Durante a oitiva, o parlamentar questionou a veracidade dos dados fornecidos pelo Consórcio sobre a quantidade de ônibus com elevadores em funcionamento. Maicon apresentou um vídeo de um funcionário da empresa afirmando que “99% dos elevadores estão funcionando”, o que, segundo ele, não corresponde à realidade vivenciada por usuários do transporte coletivo.
“Temos que encontrar quem é o mentiroso”, declarou o vereador, ao exibir um áudio da usuária Graziane Faria, mãe de um cadeirante, que relatou a falha consecutiva em dois veículos na mesma manhã: “Foram dois ônibus hoje, o cadeirante ficou e o ônibus está indo. Dois com elevadores quebrados”, afirmou ela.
Em resposta, Paulo Vitor defendeu os dados apresentados. “Estamos falando de dois veículos com problema em uma frota de 417. Isso representa 1%”, justificou o gestor, ressaltando que os ônibus passam por manutenção na Otimiza e saem “em condição de novo”.

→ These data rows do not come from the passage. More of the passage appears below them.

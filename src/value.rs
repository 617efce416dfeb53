use indexmap::IndexMap;
use std::fmt;

/// Key under which struct-like values carry their concrete type name.
pub const TYPE_TAG: &str = "@type";

/// A parsed asset value, as handed over by the asset library.
#[derive(Clone, Debug, PartialEq, Default)]
pub enum Value {
    #[default]
    Null,
    Bool(bool),
    Int(i64),
    UInt(u64),
    Float(f64),
    String(String),
    Bytes(Vec<u8>),
    Array(Vec<Value>),
    Object(ValueMap),
}

impl Value {
    /// An empty object carrying only its type tag.
    pub fn tagged(type_name: &str) -> Self {
        let mut map = ValueMap::new();
        map.insert(TYPE_TAG, Value::String(type_name.to_string()));
        Value::Object(map)
    }

    pub fn is_null(&self) -> bool {
        matches!(self, Value::Null)
    }

    pub fn as_bool(&self) -> Option<bool> {
        match self {
            Value::Bool(b) => Some(*b),
            _ => None,
        }
    }

    pub fn as_i64(&self) -> Option<i64> {
        match self {
            Value::Int(i) => Some(*i),
            Value::UInt(u) => i64::try_from(*u).ok(),
            _ => None,
        }
    }

    pub fn as_u64(&self) -> Option<u64> {
        match self {
            Value::Int(i) => u64::try_from(*i).ok(),
            Value::UInt(u) => Some(*u),
            _ => None,
        }
    }

    pub fn as_f64(&self) -> Option<f64> {
        match self {
            Value::Float(f) => Some(*f),
            Value::Int(i) => Some(*i as f64),
            Value::UInt(u) => Some(*u as f64),
            _ => None,
        }
    }

    pub fn as_str(&self) -> Option<&str> {
        match self {
            Value::String(s) => Some(s),
            _ => None,
        }
    }

    pub fn as_array(&self) -> Option<&Vec<Value>> {
        match self {
            Value::Array(a) => Some(a),
            _ => None,
        }
    }

    pub fn as_array_mut(&mut self) -> Option<&mut Vec<Value>> {
        match self {
            Value::Array(a) => Some(a),
            _ => None,
        }
    }

    pub fn as_object(&self) -> Option<&ValueMap> {
        match self {
            Value::Object(m) => Some(m),
            _ => None,
        }
    }

    pub fn as_object_mut(&mut self) -> Option<&mut ValueMap> {
        match self {
            Value::Object(m) => Some(m),
            _ => None,
        }
    }

    /// The concrete type tag, if this is an object that carries one.
    pub fn type_tag(&self) -> Option<&str> {
        self.as_object()?.get(TYPE_TAG)?.as_str()
    }

    /// Short description of the value's shape, for diagnostics.
    pub fn kind_name(&self) -> &'static str {
        match self {
            Value::Null => "null",
            Value::Bool(_) => "bool",
            Value::Int(_) => "int",
            Value::UInt(_) => "unsigned int",
            Value::Float(_) => "float",
            Value::String(_) => "string",
            Value::Bytes(_) => "bytes",
            Value::Array(_) => "array",
            Value::Object(_) => "object",
        }
    }
}

impl fmt::Display for Value {
    fn fmt(&self, f: &mut fmt::Formatter<'_>) -> fmt::Result {
        match self {
            Value::Null => write!(f, "None"),
            Value::Bool(b) => write!(f, "{b}"),
            Value::Int(i) => write!(f, "{i}"),
            Value::UInt(u) => write!(f, "{u}"),
            Value::Float(x) => write!(f, "{x}"),
            Value::String(s) => write!(f, "{s}"),
            Value::Bytes(b) => {
                write!(f, "b\"")?;
                for byte in b {
                    write!(f, "\\x{byte:02x}")?;
                }
                write!(f, "\"")
            }
            Value::Array(items) => {
                write!(f, "[")?;
                for (i, item) in items.iter().enumerate() {
                    if i > 0 {
                        write!(f, ", ")?;
                    }
                    write!(f, "{item}")?;
                }
                write!(f, "]")
            }
            Value::Object(map) => {
                write!(f, "{{")?;
                for (i, (key, item)) in map.iter().enumerate() {
                    if i > 0 {
                        write!(f, ", ")?;
                    }
                    write!(f, "{key}: {item}")?;
                }
                write!(f, "}}")
            }
        }
    }
}

impl From<bool> for Value {
    fn from(b: bool) -> Self {
        Value::Bool(b)
    }
}

impl From<i64> for Value {
    fn from(i: i64) -> Self {
        Value::Int(i)
    }
}

impl From<f64> for Value {
    fn from(x: f64) -> Self {
        Value::Float(x)
    }
}

impl From<&str> for Value {
    fn from(s: &str) -> Self {
        Value::String(s.to_string())
    }
}

impl From<String> for Value {
    fn from(s: String) -> Self {
        Value::String(s)
    }
}

impl From<serde_json::Value> for Value {
    fn from(json: serde_json::Value) -> Self {
        match json {
            serde_json::Value::Null => Value::Null,
            serde_json::Value::Bool(b) => Value::Bool(b),
            serde_json::Value::Number(n) => {
                if let Some(i) = n.as_i64() {
                    Value::Int(i)
                } else if let Some(u) = n.as_u64() {
                    Value::UInt(u)
                } else {
                    Value::Float(n.as_f64().unwrap_or_default())
                }
            }
            serde_json::Value::String(s) => Value::String(s),
            serde_json::Value::Array(items) => {
                Value::Array(items.into_iter().map(Value::from).collect())
            }
            serde_json::Value::Object(fields) => Value::Object(
                fields
                    .into_iter()
                    .map(|(k, v)| (k, Value::from(v)))
                    .collect(),
            ),
        }
    }
}

impl From<&Value> for serde_json::Value {
    fn from(value: &Value) -> Self {
        match value {
            Value::Null => serde_json::Value::Null,
            Value::Bool(b) => serde_json::Value::Bool(*b),
            Value::Int(i) => serde_json::Value::from(*i),
            Value::UInt(u) => serde_json::Value::from(*u),
            Value::Float(x) => serde_json::Number::from_f64(*x)
                .map(serde_json::Value::Number)
                .unwrap_or(serde_json::Value::Null),
            Value::String(s) => serde_json::Value::String(s.clone()),
            Value::Bytes(b) => serde_json::Value::Array(
                b.iter().map(|byte| serde_json::Value::from(*byte)).collect(),
            ),
            Value::Array(items) => {
                serde_json::Value::Array(items.iter().map(serde_json::Value::from).collect())
            }
            Value::Object(map) => serde_json::Value::Object(
                map.iter()
                    .map(|(k, v)| (k.to_string(), serde_json::Value::from(v)))
                    .collect(),
            ),
        }
    }
}

/// String-keyed map that keeps keys in insertion order.
///
/// Struct instances and dictionaries are both stored as a `ValueMap`; field
/// and key order is whatever the asset had, nothing is sorted here. Two maps
/// are equal only if their entries are equal in the same order.
#[derive(Clone, Debug, Default)]
pub struct ValueMap(IndexMap<String, Value>);

impl ValueMap {
    pub fn new() -> Self {
        Self::default()
    }

    pub fn len(&self) -> usize {
        self.0.len()
    }

    pub fn is_empty(&self) -> bool {
        self.0.is_empty()
    }

    pub fn contains_key(&self, key: &str) -> bool {
        self.0.contains_key(key)
    }

    pub fn get(&self, key: &str) -> Option<&Value> {
        self.0.get(key)
    }

    pub fn get_mut(&mut self, key: &str) -> Option<&mut Value> {
        self.0.get_mut(key)
    }

    /// An existing key keeps its position and has its value replaced.
    pub fn insert(&mut self, key: impl Into<String>, value: Value) -> Option<Value> {
        self.0.insert(key.into(), value)
    }

    pub fn remove(&mut self, key: &str) -> Option<Value> {
        self.0.shift_remove(key)
    }

    pub fn keys(&self) -> impl Iterator<Item = &str> {
        self.0.keys().map(String::as_str)
    }

    pub fn iter(&self) -> impl Iterator<Item = (&str, &Value)> {
        self.0.iter().map(|(k, v)| (k.as_str(), v))
    }
}

impl PartialEq for ValueMap {
    fn eq(&self, other: &Self) -> bool {
        self.0.len() == other.0.len() && self.0.iter().eq(other.0.iter())
    }
}

impl<K: Into<String>> FromIterator<(K, Value)> for ValueMap {
    fn from_iter<T: IntoIterator<Item = (K, Value)>>(iter: T) -> Self {
        Self(iter.into_iter().map(|(k, v)| (k.into(), v)).collect())
    }
}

A sessão também levantou questionamentos sobre a ausência de seguro obrigatório em parte da frota. O vereador apontou negligência, ao passo que o representante do Consórcio afirmou que mais de 85% dos acidentes são resolvidos por meio do juizado itinerante, com maior rapidez e efetividade do que na época em que havia seguro.
Outro ponto abordado foi a composição da frota reserva. Paulo explicou que há dois tipos: a reserva em pronto emprego nos terminais e a reserva técnica para revisões, totalizando cerca de 10% da frota operante.
A CPI segue com novas oitivas nas próximas semanas e promete aprofundar os questionamentos sobre a qualidade e segurança do transporte coletivo em Campo Grande.